Growers affected say they lose about 5-10% of the production, as well as hundreds of hours of additional labour per hectare for crop maintenance and follow-ups. The problem appears in many countries with protected cultivation, both within and outside Europe. Efforts to fight the Agrobacterium rhizogenes (now called Rhizobium rhizogenes) which causes it seem to be of no avail.
Good hygiene in the crop rotation helps reducing the chance of infection, but once the damage starts, trying to control the pathogen with all kinds of disinfectant products (based on chlorine, peroxide, etc.) often brings no results. Unfortunately, in many cases, these treatments can even be counterproductive. It is a bit like the fight against antibiotic-resistant bacteria.
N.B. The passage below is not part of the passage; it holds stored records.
//! Tick Generator
//!
//! The single background driver that produces a new tick for every
//! symbol once per interval and hands each one to the broadcaster,
//! mirroring it into the cache-aside store on the way.
//!
//! # Lifecycle
//!
//! Stopped -> Running -> Stopped. [`TickGenerator::start`] spawns the
//! interval loop; only one running instance may exist at a time.
//! Cancellation is cooperative: the loop observes its token at the
//! interval boundary and never aborts mid-pass.
//!
//! # Failure isolation
//!
//! Generation is pure arithmetic and cannot fail. Cache mirror
//! failures are logged and swallowed; they never block or abort
//! delivery. Each symbol's step is independent, so no symbol can halt
//! the interval loop.

use std::sync::Arc;
use std::sync::atomic::{AtomicBool, Ordering};

use chrono::Utc;
use rand::Rng;
use tokio::task::JoinHandle;
use tokio_util::sync::CancellationToken;

use crate::application::ports::{TickCache, tick_cache_key};
use crate::domain::market::{PriceBoard, Tick, round2};
use crate::infrastructure::broadcast::Broadcaster;
use crate::infrastructure::config::GeneratorSettings;
use crate::infrastructure::metrics;

/// Tick generator errors.
#[derive(Debug, thiserror::Error)]
pub enum GeneratorError {
    /// `start` was called while the loop is already running.
    #[error("tick generator is already running")]
    AlreadyRunning,

    /// `start` was called after `stop`; the generator is single-use.
    #[error("tick generator has been stopped")]
    Stopped,
}

/// Interval-driven tick producer. Process-singleton while running.
pub struct TickGenerator {
    board: Arc<PriceBoard>,
    broadcaster: Arc<Broadcaster>,
    cache: Arc<dyn TickCache>,
    settings: GeneratorSettings,
    cancel: CancellationToken,
    running: AtomicBool,
}

impl TickGenerator {
    /// Create a generator over the board, broadcaster, and cache.
    #[must_use]
    pub fn new(
        board: Arc<PriceBoard>,
        broadcaster: Arc<Broadcaster>,
        cache: Arc<dyn TickCache>,
        settings: GeneratorSettings,
        cancel: CancellationToken,
    ) -> Self {
        Self {
            board,
            broadcaster,
            cache,
            settings,
            cancel,
            running: AtomicBool::new(false),
        }
    }

    /// Whether the interval loop is currently running.
    #[must_use]
    pub fn is_running(&self) -> bool {
        self.running.load(Ordering::SeqCst)
    }

    /// Request the loop to stop at the next interval boundary.
    pub fn stop(&self) {
        self.cancel.cancel();
    }

    /// Spawn the interval loop.
    ///
    /// # Errors
    ///
    /// Returns [`GeneratorError::AlreadyRunning`] if the loop is
    /// already running, or [`GeneratorError::Stopped`] if the
    /// generator was stopped; a cancelled token never un-cancels, so a
    /// restarted loop would exit before its first pass.
    pub fn start(self: &Arc<Self>) -> Result<JoinHandle<()>, GeneratorError> {
        if self.cancel.is_cancelled() {
            return Err(GeneratorError::Stopped);
        }
        if self.running.swap(true, Ordering::SeqCst) {
            return Err(GeneratorError::AlreadyRunning);
        }

        let this = Arc::clone(self);
        Ok(tokio::spawn(async move {
            this.run().await;
        }))
    }

    async fn run(&self) {
        let mut interval = tokio::time::interval(self.settings.tick_interval);
        interval.set_missed_tick_behavior(tokio::time::MissedTickBehavior::Delay);

        tracing::info!(
            interval_ms = self.settings.tick_interval.as_millis() as u64,
            symbols = self.board.symbols().len(),
            "tick generator started"
        );

        loop {
            tokio::select! {
                () = self.cancel.cancelled() => break,
                _ = interval.tick() => self.generate_pass().await,
            }
        }

        self.running.store(false, Ordering::SeqCst);
        tracing::info!("tick generator stopped");
    }

    /// One generation pass over the fixed symbol set, in stable order.
    async fn generate_pass(&self) {
        for symbol in self.board.symbols() {
            self.step(symbol).await;
        }
    }

    async fn step(&self, symbol: &str) {
        // The walk continues from the unrounded seed; rounding only the
        // displayed price keeps sub-cent moves accumulating on
        // low-priced symbols.
        let Some(seed) = self.board.seed_price(symbol) else {
            return;
        };

        let (tick, next_seed) = next_tick(symbol, seed);
        self.board.publish(next_seed, tick.clone());

        let tick = Arc::new(tick);
        self.mirror_to_cache(symbol, &tick).await;
        self.broadcaster.deliver(symbol, &tick);
    }

    /// Best-effort cache mirror; failures are logged and swallowed.
    async fn mirror_to_cache(&self, symbol: &str, tick: &Arc<Tick>) {
        let payload = match serde_json::to_string(tick.as_ref()) {
            Ok(payload) => payload,
            Err(e) => {
                tracing::error!(symbol, error = %e, "tick serialization failed");
                return;
            }
        };

        if let Err(e) = self
            .cache
            .put(&tick_cache_key(symbol), payload, self.settings.cache_ttl)
            .await
        {
            metrics::record_cache_error("put");
            tracing::error!(symbol, error = %e, "cache mirror failed");
        }
    }
}

/// Compute the next tick from the walk seed: a bounded symmetric
/// random perturbation of at most 2%, with synthetic 24h fields.
///
/// Returns the tick (price rounded to cents) together with the
/// unrounded next seed the following step must continue from.
#[must_use]
pub fn next_tick(symbol: &str, seed: f64) -> (Tick, f64) {
    let mut rng = rand::rng();
    let change = rng.random_range(-0.02..=0.02);
    let next_seed = seed * (1.0 + change);
    let price = round2(next_seed);

    let tick = Tick {
        symbol: symbol.to_string(),
        price,
        change_24h: round2(change * 100.0),
        volume_24h: round2(rng.random_range(1_000_000.0..=10_000_000.0)),
        high_24h: round2(price * 1.05),
        low_24h: round2(price * 0.95),
        timestamp: Utc::now(),
    };
    (tick, next_seed)
}

// =============================================================================
// Tests
// =============================================================================
//! Prometheus Metrics Module
//!
//! Exposes application metrics via Prometheus format for monitoring.
//!
//! # Metrics Categories
//!
//! - **Requests**: REST request counts and durations by endpoint
//! - **Updates**: price updates delivered to subscribers, by symbol
//! - **Connections**: active WebSocket subscriber count
//!
//! # Integration
//!
//! Metrics are exposed at `/metrics` on the HTTP server port.

use std::sync::OnceLock;
use std::time::Duration;

use metrics::{counter, describe_counter, describe_gauge, describe_histogram, gauge, histogram};
use metrics_exporter_prometheus::{PrometheusBuilder, PrometheusHandle};

// =============================================================================
// Global Metrics Handle
// =============================================================================

static PROMETHEUS_HANDLE: OnceLock<PrometheusHandle> = OnceLock::new();

/// Initialize the Prometheus metrics recorder.
///
/// # Panics
///
/// Panics if the recorder cannot be installed.
#[allow(clippy::expect_used)]
pub fn init_metrics() -> PrometheusHandle {
    PROMETHEUS_HANDLE
        .get_or_init(|| {
            let builder = PrometheusBuilder::new();
            let handle = builder
                .install_recorder()
                .expect("failed to install Prometheus recorder");

            register_metrics();
            handle
        })
        .clone()
}

/// Get the Prometheus handle for rendering metrics.
///
/// Returns `None` if metrics have not been initialized.
#[must_use]
pub fn get_metrics_handle() -> Option<PrometheusHandle> {
    PROMETHEUS_HANDLE.get().cloned()
}

// =============================================================================
// Metric Registration
// =============================================================================

fn register_metrics() {
    describe_counter!(
        "market_data_requests_total",
        "Total market data REST requests"
    );
    describe_histogram!(
        "market_data_request_duration_seconds",
        "REST request duration"
    );
    describe_counter!(
        "market_data_price_updates_total",
        "Total price updates delivered to subscribers"
    );
    describe_gauge!(
        "market_data_active_connections",
        "Active WebSocket subscriber connections"
    );
    describe_counter!(
        "market_data_cache_errors_total",
        "Cache-aside store failures by operation"
    );
}

// =============================================================================
// Metric Recording Functions
// =============================================================================

/// Record a REST request by endpoint and method.
pub fn record_request(endpoint: &'static str, method: &'static str) {
    counter!(
        "market_data_requests_total",
        "endpoint" => endpoint,
        "method" => method
    )
    .increment(1);
}

/// Record a REST request duration.
pub fn record_request_duration(endpoint: &'static str, duration: Duration) {
    histogram!(
        "market_data_request_duration_seconds",
        "endpoint" => endpoint
    )
    .record(duration.as_secs_f64());
}

/// Record price updates delivered to subscribers of a symbol.
pub fn record_ticks_delivered(symbol: &str, count: u64) {
    counter!(
        "market_data_price_updates_total",
        "symbol" => symbol.to_string()
    )
    .increment(count);
}

/// A subscriber connection was admitted.
pub fn connection_opened() {
    gauge!("market_data_active_connections").increment(1.0);
}

/// A subscriber connection was closed.
pub fn connection_closed() {
    gauge!("market_data_active_connections").decrement(1.0);
}

/// Record a cache-aside store failure.
pub fn record_cache_error(operation: &'static str) {
    counter!(
        "market_data_cache_errors_total",
        "operation" => operation
    )
    .increment(1);
}

// =============================================================================
// Tests
// =============================================================================
//! Application Services
//!
//! `MarketService` is the snapshot-query facade used by the REST
//! endpoints and by a session's initial push: cache-if-fresh, else the
//! board's last known value. Both consumers go through the same code
//! path so they can never diverge.

use std::sync::Arc;

use crate::application::ports::{TickCache, tick_cache_key};
use crate::domain::market::{PriceBoard, Symbol, Tick};

/// Snapshot queries and symbol discovery over the board and the cache.
pub struct MarketService {
    board: Arc<PriceBoard>,
    cache: Arc<dyn TickCache>,
}

impl MarketService {
    /// Create a service over a board and a cache adapter.
    #[must_use]
    pub fn new(board: Arc<PriceBoard>, cache: Arc<dyn TickCache>) -> Self {
        Self { board, cache }
    }

    /// The fixed symbol universe, in stable order.
    #[must_use]
    pub fn symbols(&self) -> &[Symbol] {
        self.board.symbols()
    }

    /// Check whether a symbol is part of the universe.
    #[must_use]
    pub fn is_known(&self, symbol: &str) -> bool {
        self.board.is_known(symbol)
    }

    /// Last known tick for a symbol: cache if present and fresh, else
    /// the board. `None` only for unknown symbols.
    ///
    /// Cache failures and undecodable entries are treated as misses;
    /// the board always has a value for known symbols.
    pub async fn snapshot(&self, symbol: &str) -> Option<Tick> {
        if !self.board.is_known(symbol) {
            return None;
        }

        match self.cache.get(&tick_cache_key(symbol)).await {
            Ok(Some(raw)) => match serde_json::from_str::<Tick>(&raw) {
                Ok(tick) => return Some(tick),
                Err(e) => {
                    tracing::debug!(symbol, error = %e, "undecodable cache entry, falling back");
                }
            },
            Ok(None) => {}
            Err(e) => {
                tracing::error!(symbol, error = %e, "cache read failed, falling back");
            }
        }

        self.board.last(symbol)
    }

    /// Snapshots for every symbol, in stable order.
    pub async fn all_snapshots(&self) -> Vec<Tick> {
        let mut ticks = Vec::with_capacity(self.board.symbols().len());
        for symbol in self.board.symbols() {
            if let Some(tick) = self.snapshot(symbol).await {
                ticks.push(tick);
            }
        }
        ticks
    }
}

// =============================================================================
// Tests
// =============================================================================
All attempts to keep everything 'sterile' during the cultivation process appear to be doomed to fail. Nature probably has a better answer. By working on the development of a diverse and appropriate mix of beneficial bacteria, fungi and other microorganisms (called soil food), from the very beginning of the cultivation process it is possible to improve the resistance of the root system. A rich soil food also helps in the fight against Rhizobium. Independent research by WUR, among others, confirms that biodiversity in the best strategy to adopt to control Rhizobium. In English greenhouses, this approach has already made the problem more or less a thing of the past.
Koppert is collaborating with WUR in a research project to gain a better insight into the mechanisms and conditions for a successful application of a range of micro-organisms and biostimulants in the root environment. Initial results confirm that the presence of (a mix of) the appropriate microorganisms / biostimulants certainly helps against Rhizobium when correctly applied (right place, right time). An irrigation strategy that ensures sufficient oxygen arriving to the root system is also important for the development of beneficial organisms therein.
The above mentioned benefit of biodiversity in the root zone is also visible in practice. Furthermore, there are perceptible differences between various substrates in the development of the infection. Perennial substrates (with a more diverse soil food) appear to be more advantageous than new (one-year) substrates.
The last word has not yet been spoken, but Koppert, thanks to its experience with Natuulijk Telen (Natural Cultivation - Natugro) will help in making your fight against Rhizobium more manageable in a natural way, with targeted products and advice.